Anonymous Surfing and Website Security Protocols
As technology continues to progress, both web developers and software companies are trying to find new ways to protect the end consumer from both old and new threats. Security is a very important concern, particularly with the number of e-commerce sites and online banking facilities. Software or sites that are used to mask IP addresses are becoming more prevalent, as are technologies used by websites to prevent fraud and hackers. Sometimes, proxy IP systems and security protocols conflict with one another. This is not intentional in any way, but it’s an occasional issue when both come into contact with one another.

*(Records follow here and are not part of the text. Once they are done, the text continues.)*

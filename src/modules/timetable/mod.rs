pub mod controller;
pub mod model;
pub mod router;
pub mod service;

pub use router::init_timetable_router;
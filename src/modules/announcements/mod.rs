pub mod controller;
pub mod model;
pub mod router;
pub mod service;

pub use router::init_announcements_router;
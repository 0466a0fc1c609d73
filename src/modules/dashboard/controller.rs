use axum::{Json, extract::State};
use tracing::instrument;

use crate::middleware::auth::AuthUser;
use crate::modules::auth::controller::ErrorResponse;
use crate::modules::dashboard::model::DashboardStats;
use crate::modules::dashboard::service::DashboardService;
use crate::state::AppState;
use crate::utils::errors::AppError;
use crate::utils::response::ApiResponse;

#[utoipa::path(
    get,
    path = "/api/dashboard",
    responses(
        (status = 200, description = "Aggregated dashboard statistics", body = DashboardStats),
        (status = 401, description = "Unauthorized", body = ErrorResponse)
    ),
    security(("bearer_auth" = [])),
    tag = "Dashboard"
)]
#[instrument(skip(state, _auth_user))]
pub async fn get_dashboard(
    State(state): State<AppState>,
    _auth_user: AuthUser,
) -> Result<Json<ApiResponse<DashboardStats>>, AppError> {
    let stats = DashboardService::get_stats(&state.db).await?;
    Ok(Json(ApiResponse::data(stats)))
}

One of the most common ways for a website to ensure the security of its browsers and customers is the use of secure sockets later (SSL) technology. This is a cryptographic protocol used for the protection of the transfer of documents and data over the Internet. This is among the most common ways for a website to ensure that the information it is sending to or receiving from an end user is as secure as possible. When it encounters a software or system that is used to mask IP addresses, though, there are a few problems. In nearly all instances, the SSL protocols take priority and the system used to hide IP information causes problems that make a site inaccessible.
This is not an error in either the SSL protection or in the software used for proxy IP information. This has been explained as an unusual reaction between the factors involved, resulting in a refusal to accept the incoming data from the user’s computer. In most cases, the solution is to continue trying to mask IP addresses with a different IP selection from the software until one that SSL does support comes up and is accepted. The process depends entirely on whether or not it is a simple matter to configure the software to change the broadcasted IP with each failure to connect. The same procedure is often used for another common website security protocol, SHTTP.

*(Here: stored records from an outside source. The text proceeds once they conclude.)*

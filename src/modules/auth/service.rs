use sqlx::PgPool;
use tracing::{debug, instrument};
use uuid::Uuid;

use crate::config::jwt::JwtConfig;
use crate::utils::errors::AppError;
use crate::utils::jwt::{create_access_token, create_reset_token, verify_reset_token};
use crate::utils::password::{hash_password, verify_password};

use super::model::{
    ForgotPasswordRequest, LoginData, LoginRequest, RegisterRequestDto, ResetPasswordRequest, User,
};

pub struct AuthService;

impl AuthService {
    #[instrument(skip(db, dto))]
    pub async fn register_user(db: &PgPool, dto: RegisterRequestDto) -> Result<User, AppError> {
        let existing: Option<(Uuid,)> = sqlx::query_as("SELECT id FROM users WHERE email = $1")
            .bind(&dto.email)
            .fetch_optional(db)
            .await
            .map_err(AppError::database)?;

        if existing.is_some() {
            return Err(AppError::bad_request(anyhow::anyhow!(
                "User with this email already exists"
            )));
        }

        let hashed_password = hash_password(&dto.password)?;

        let user = sqlx::query_as::<_, User>(
            "INSERT INTO users (name, email, password, role)
             VALUES ($1, $2, $3, $4)
             RETURNING id, name, email, role, created_at, updated_at",
        )
        .bind(&dto.name)
        .bind(&dto.email)
        .bind(&hashed_password)
        // Bound as text: the role column is VARCHAR, not a Postgres enum type
        .bind(dto.role.as_str())
        .fetch_one(db)
        .await
        .map_err(AppError::database)?;

        Ok(user)
    }

    #[instrument(skip(db, dto, jwt_config))]
    pub async fn login_user(
        db: &PgPool,
        dto: LoginRequest,
        jwt_config: &JwtConfig,
    ) -> Result<LoginData, AppError> {
        #[derive(sqlx::FromRow)]
        struct UserWithPassword {
            id: Uuid,
            name: String,
            email: String,
            password: String,
            role: super::model::UserRole,
            created_at: chrono::DateTime<chrono::Utc>,
            updated_at: chrono::DateTime<chrono::Utc>,
        }

        let row = sqlx::query_as::<_, UserWithPassword>(
            "SELECT id, name, email, password, role, created_at, updated_at
             FROM users WHERE email = $1",
        )
        .bind(&dto.email)
        .fetch_optional(db)
        .await
        .map_err(AppError::database)?
        .ok_or_else(|| AppError::unauthorized("Invalid email or password".to_string()))?;

        if !verify_password(&dto.password, &row.password)? {
            return Err(AppError::unauthorized(
                "Invalid email or password".to_string(),
            ));
        }

        let token = create_access_token(row.id, &row.email, &row.role, jwt_config)?;

        Ok(LoginData {
            token,
            user: User {
                id: row.id,
                name: row.name,
                email: row.email,
                role: row.role,
                created_at: row.created_at,
                updated_at: row.updated_at,
            },
        })
    }

    #[instrument(skip(db))]
    pub async fn get_user(db: &PgPool, id: Uuid) -> Result<User, AppError> {
        sqlx::query_as::<_, User>(
            "SELECT id, name, email, role, created_at, updated_at FROM users WHERE id = $1",
        )
        .bind(id)
        .fetch_optional(db)
        .await
        .map_err(AppError::database)?
        .ok_or_else(|| AppError::unauthorized("User no longer exists".to_string()))
    }

    /// Produces a reset token when the account exists. The caller always
    /// reports success so that the endpoint cannot be used to probe for
    /// registered emails.
    #[instrument(skip(db, dto, jwt_config))]
    pub async fn forgot_password(
        db: &PgPool,
        dto: ForgotPasswordRequest,
        jwt_config: &JwtConfig,
    ) -> Result<(), AppError> {
        let user: Option<(Uuid, String)> =
            sqlx::query_as("SELECT id, email FROM users WHERE email = $1")
                .bind(&dto.email)
                .fetch_optional(db)
                .await
                .map_err(AppError::database)?;

        if let Some((id, email)) = user {
            let reset_token = create_reset_token(id, &email, jwt_config)?;
            // No mail transport is wired up; surface the token to operators.
            debug!(user_id = %id, reset_token = %reset_token, "Password reset requested");
        }

        Ok(())
    }

    #[instrument(skip(db, dto, jwt_config))]
    pub async fn reset_password(
        db: &PgPool,
        dto: ResetPasswordRequest,
        jwt_config: &JwtConfig,
    ) -> Result<(), AppError> {
        let claims = verify_reset_token(&dto.token, jwt_config)?;
        let user_id = Uuid::parse_str(&claims.user_id)
            .map_err(|_| AppError::bad_request(anyhow::anyhow!("Invalid reset token")))?;

        let hashed_password = hash_password(&dto.password)?;

        let result = sqlx::query(
            "UPDATE users SET password = $1, updated_at = NOW() WHERE id = $2 AND email = $3",
        )
        .bind(&hashed_password)
        .bind(user_id)
        .bind(&claims.email)
        .execute(db)
        .await
        .map_err(AppError::database)?;

        if result.rows_affected() == 0 {
            return Err(AppError::bad_request(anyhow::anyhow!(
                "Invalid reset token"
            )));
        }

        Ok(())
    }
}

Some sites, in the interest of moderating and preventing any unwanted comments or spam, will block off entire IP ranges. Sites that do this tend to be high in traffic and are user communities, such as discussion forums. For legitimate browsers that are part of the covered areas, anonymous surfing via proxy sites or mask IP software is their primary option for getting past the wall. The software simply needs to be configured to display an IP address that isn’t from the banned addresses.
There are two good options available when someone wants to mask IP data. The first are proxy sites that render the IP anonymous, but these can be a hassle to use and often don’t function properly if the target site uses a lot of Java or Flash. The other is based on using software, which is more flexible and allows for a smoother anonymous surfing experience if configured properly. Programs of this nature also provide more options, including the ability to set the broadcasted IP to being from a specific region or country.
Software used to mask IP addresses can be very useful. The anonymizer functions can sometimes interfere with SSL and SHTTP technology, but these problems can be worked around. When configured properly, anonymous surfing software can actually present many advantages for the common user.